Your assignment
Look below and pull out each line with the word "every".

Supplied material
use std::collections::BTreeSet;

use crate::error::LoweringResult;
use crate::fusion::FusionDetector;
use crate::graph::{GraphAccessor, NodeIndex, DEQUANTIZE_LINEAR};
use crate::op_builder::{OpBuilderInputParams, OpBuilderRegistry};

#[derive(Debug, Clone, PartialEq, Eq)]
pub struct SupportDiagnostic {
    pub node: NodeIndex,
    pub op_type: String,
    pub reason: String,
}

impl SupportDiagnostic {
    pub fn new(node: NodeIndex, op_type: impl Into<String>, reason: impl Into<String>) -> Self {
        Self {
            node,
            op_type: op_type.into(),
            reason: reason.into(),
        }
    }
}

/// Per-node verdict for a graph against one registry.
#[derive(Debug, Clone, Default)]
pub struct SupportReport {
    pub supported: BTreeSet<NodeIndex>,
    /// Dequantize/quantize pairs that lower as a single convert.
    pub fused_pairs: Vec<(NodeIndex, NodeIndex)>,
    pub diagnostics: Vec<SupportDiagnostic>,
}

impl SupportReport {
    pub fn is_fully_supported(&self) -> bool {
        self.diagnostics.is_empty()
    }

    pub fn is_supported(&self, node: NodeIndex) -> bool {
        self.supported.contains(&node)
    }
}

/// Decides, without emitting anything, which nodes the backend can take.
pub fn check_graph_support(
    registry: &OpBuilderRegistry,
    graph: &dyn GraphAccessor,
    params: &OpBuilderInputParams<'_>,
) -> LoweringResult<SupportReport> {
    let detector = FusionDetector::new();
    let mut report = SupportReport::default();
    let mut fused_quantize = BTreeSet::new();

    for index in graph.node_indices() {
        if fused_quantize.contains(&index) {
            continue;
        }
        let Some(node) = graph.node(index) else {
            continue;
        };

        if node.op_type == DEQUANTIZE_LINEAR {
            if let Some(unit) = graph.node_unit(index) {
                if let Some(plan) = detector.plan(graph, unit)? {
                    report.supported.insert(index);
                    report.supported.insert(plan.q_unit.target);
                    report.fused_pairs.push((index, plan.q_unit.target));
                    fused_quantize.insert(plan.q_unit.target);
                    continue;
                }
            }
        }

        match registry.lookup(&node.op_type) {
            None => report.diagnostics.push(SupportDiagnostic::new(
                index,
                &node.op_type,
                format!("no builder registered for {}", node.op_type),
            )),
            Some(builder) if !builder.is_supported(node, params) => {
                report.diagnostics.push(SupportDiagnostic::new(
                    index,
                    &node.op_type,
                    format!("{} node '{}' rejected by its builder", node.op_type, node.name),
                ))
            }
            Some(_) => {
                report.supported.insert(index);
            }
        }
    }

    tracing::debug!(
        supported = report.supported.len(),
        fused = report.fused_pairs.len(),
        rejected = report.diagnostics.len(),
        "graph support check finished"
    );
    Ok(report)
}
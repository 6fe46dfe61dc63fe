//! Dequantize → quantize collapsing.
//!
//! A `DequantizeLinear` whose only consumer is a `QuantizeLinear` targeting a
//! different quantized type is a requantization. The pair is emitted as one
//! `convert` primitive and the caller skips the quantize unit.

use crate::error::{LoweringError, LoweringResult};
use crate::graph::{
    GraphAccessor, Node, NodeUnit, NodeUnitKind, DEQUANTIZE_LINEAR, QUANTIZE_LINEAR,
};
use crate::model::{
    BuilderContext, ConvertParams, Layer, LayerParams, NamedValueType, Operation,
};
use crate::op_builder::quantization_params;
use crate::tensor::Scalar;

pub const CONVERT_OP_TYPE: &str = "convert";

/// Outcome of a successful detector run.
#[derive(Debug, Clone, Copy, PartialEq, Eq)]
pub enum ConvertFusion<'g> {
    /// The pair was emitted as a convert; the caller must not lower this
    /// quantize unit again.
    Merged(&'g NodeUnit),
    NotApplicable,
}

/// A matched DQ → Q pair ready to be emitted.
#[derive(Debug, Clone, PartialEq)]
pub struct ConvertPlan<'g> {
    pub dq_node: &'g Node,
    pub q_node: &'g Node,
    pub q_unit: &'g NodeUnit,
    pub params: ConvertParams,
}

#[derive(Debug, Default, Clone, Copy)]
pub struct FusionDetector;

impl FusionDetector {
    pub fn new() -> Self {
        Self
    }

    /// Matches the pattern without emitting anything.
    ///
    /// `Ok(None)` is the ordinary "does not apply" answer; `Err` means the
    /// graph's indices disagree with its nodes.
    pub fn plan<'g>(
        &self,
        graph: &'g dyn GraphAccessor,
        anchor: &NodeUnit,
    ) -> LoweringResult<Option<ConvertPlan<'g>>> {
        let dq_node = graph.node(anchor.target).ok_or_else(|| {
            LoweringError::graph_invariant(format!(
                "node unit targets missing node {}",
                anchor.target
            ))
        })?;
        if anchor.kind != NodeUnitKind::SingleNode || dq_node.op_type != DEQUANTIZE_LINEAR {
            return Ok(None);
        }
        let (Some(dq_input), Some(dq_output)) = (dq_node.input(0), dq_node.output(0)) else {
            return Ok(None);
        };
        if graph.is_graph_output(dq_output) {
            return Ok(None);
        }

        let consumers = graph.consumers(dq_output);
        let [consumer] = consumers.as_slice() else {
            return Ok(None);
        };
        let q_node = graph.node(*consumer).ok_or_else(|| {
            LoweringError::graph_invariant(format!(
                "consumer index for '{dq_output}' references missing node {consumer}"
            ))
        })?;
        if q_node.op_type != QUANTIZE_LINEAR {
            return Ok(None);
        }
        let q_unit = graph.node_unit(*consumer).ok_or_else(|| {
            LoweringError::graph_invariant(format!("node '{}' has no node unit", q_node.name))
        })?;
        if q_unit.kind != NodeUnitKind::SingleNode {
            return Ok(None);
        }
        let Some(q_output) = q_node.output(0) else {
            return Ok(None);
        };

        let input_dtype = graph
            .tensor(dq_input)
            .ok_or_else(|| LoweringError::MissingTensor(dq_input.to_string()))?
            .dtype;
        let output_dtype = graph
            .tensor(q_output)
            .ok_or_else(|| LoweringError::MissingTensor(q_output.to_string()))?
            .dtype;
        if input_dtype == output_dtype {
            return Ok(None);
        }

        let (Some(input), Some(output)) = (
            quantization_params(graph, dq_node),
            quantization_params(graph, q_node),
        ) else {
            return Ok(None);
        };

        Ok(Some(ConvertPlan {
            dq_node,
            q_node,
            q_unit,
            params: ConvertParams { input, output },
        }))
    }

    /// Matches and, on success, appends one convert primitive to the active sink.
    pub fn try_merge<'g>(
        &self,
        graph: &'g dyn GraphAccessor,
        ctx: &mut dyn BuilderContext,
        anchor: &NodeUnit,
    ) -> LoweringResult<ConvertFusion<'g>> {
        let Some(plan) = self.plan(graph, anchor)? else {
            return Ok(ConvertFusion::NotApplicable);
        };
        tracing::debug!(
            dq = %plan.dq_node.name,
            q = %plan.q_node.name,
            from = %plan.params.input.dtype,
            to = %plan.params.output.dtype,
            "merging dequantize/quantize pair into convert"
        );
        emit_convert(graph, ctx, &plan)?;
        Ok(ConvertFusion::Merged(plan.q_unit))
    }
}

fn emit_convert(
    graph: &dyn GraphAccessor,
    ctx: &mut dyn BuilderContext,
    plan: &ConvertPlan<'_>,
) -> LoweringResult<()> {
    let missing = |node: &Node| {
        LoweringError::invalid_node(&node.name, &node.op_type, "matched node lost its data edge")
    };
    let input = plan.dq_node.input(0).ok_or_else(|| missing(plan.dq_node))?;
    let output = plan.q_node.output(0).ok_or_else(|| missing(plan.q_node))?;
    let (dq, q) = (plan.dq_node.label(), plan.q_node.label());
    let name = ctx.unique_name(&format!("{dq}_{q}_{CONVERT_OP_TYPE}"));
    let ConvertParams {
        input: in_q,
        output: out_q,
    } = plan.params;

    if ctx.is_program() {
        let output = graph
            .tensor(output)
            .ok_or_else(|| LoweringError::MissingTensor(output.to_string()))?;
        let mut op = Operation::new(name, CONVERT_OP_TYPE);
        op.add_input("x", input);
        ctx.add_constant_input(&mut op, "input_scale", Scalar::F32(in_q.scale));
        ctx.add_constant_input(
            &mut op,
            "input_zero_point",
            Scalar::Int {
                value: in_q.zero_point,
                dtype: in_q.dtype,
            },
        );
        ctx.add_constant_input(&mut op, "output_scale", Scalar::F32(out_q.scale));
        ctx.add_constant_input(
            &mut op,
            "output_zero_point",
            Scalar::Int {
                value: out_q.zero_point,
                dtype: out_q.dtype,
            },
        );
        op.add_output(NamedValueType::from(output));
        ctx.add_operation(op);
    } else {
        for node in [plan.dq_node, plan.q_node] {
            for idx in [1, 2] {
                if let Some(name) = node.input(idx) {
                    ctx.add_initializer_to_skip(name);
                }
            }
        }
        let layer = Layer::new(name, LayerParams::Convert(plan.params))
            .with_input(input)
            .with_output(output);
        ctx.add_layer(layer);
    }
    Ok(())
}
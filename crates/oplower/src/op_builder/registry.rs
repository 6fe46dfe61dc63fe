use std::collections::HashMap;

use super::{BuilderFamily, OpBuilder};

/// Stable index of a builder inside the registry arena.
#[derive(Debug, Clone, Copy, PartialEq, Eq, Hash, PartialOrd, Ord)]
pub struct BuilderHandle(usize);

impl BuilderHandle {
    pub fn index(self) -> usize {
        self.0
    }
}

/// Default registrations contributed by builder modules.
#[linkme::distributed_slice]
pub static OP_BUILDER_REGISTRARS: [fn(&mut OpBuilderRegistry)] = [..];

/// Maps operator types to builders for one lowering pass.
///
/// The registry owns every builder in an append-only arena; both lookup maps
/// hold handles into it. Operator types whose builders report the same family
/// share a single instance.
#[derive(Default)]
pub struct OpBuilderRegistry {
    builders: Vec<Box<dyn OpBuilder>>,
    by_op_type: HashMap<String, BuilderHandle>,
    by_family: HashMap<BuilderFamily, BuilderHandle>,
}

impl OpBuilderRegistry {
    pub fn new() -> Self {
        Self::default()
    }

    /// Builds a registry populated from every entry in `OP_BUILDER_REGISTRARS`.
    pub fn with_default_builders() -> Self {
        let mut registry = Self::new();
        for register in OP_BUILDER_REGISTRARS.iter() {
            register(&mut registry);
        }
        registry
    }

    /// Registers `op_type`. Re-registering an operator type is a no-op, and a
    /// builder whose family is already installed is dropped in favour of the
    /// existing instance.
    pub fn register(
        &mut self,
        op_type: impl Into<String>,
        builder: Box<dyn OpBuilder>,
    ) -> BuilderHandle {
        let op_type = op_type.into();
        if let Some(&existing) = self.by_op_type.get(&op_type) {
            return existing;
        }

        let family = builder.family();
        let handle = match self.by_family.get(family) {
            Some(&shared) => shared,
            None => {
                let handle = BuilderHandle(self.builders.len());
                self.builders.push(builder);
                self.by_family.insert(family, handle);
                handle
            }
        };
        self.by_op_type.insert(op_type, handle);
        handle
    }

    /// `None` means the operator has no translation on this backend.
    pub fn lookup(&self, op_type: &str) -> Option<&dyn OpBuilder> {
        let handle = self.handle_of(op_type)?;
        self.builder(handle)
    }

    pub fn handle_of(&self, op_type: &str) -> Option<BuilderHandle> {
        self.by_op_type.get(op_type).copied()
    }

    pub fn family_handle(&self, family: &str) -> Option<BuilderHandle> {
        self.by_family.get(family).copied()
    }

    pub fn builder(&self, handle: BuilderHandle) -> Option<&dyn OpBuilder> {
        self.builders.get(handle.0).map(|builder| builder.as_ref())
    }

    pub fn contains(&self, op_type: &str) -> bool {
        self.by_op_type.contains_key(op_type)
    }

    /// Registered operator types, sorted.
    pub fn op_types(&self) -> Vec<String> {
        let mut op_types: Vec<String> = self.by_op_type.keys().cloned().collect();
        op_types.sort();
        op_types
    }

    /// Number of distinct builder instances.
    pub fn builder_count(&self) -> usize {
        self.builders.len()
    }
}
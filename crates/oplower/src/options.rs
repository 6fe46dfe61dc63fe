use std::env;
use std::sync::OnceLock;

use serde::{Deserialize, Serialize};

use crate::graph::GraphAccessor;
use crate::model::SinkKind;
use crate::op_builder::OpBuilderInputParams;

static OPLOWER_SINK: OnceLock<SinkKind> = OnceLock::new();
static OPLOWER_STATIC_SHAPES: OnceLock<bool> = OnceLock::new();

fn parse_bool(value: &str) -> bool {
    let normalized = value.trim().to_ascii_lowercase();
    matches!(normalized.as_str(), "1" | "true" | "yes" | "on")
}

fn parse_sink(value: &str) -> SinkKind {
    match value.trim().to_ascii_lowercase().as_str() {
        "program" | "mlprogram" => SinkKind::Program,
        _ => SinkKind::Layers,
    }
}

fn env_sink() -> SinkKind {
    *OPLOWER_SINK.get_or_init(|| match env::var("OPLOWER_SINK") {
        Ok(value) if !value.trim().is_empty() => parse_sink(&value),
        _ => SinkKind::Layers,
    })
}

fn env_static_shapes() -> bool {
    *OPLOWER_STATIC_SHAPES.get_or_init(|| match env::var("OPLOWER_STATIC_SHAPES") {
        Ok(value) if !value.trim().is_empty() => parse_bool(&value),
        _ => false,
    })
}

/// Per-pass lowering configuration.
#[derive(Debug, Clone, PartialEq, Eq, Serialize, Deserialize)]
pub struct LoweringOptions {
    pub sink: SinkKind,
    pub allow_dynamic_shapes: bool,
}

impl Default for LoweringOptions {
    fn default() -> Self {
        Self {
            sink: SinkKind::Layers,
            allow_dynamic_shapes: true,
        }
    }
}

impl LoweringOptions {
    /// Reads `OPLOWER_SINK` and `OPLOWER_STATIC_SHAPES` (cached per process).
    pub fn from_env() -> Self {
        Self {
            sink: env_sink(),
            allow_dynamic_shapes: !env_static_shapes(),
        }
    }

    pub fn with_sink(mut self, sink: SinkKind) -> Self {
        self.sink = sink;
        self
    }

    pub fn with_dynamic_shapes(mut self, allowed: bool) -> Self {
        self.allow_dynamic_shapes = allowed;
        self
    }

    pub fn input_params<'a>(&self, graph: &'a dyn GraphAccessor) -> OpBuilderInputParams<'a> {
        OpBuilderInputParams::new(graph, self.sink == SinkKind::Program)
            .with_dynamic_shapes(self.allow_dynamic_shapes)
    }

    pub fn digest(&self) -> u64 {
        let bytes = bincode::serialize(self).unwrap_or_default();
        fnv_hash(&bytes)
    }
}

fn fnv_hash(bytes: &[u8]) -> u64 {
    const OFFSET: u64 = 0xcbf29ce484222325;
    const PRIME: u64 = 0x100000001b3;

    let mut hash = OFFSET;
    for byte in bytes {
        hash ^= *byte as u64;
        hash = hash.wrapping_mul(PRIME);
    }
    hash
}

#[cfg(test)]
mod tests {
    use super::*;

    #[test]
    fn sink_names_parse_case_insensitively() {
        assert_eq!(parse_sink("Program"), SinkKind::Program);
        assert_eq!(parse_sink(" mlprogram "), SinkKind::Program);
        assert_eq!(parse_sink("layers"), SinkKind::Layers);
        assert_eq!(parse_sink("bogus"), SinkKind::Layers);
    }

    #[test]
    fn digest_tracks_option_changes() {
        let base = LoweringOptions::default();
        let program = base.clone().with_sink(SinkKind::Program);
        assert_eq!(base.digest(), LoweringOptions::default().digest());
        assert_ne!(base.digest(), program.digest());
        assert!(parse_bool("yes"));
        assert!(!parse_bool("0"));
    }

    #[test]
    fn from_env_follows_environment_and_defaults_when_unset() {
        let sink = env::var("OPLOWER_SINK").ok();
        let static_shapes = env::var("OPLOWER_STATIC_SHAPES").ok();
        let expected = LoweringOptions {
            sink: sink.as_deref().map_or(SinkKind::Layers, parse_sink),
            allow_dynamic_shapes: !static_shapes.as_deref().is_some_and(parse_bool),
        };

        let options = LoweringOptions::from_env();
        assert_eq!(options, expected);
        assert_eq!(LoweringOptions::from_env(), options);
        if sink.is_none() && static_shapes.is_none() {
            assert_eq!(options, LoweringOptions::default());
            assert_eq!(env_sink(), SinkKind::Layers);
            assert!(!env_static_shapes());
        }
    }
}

Exercise response
/// The registry owns every builder in an append-only arena; both lookup maps
    /// Builds a registry populated from every entry in `OP_BUILDER_REGISTRARS`.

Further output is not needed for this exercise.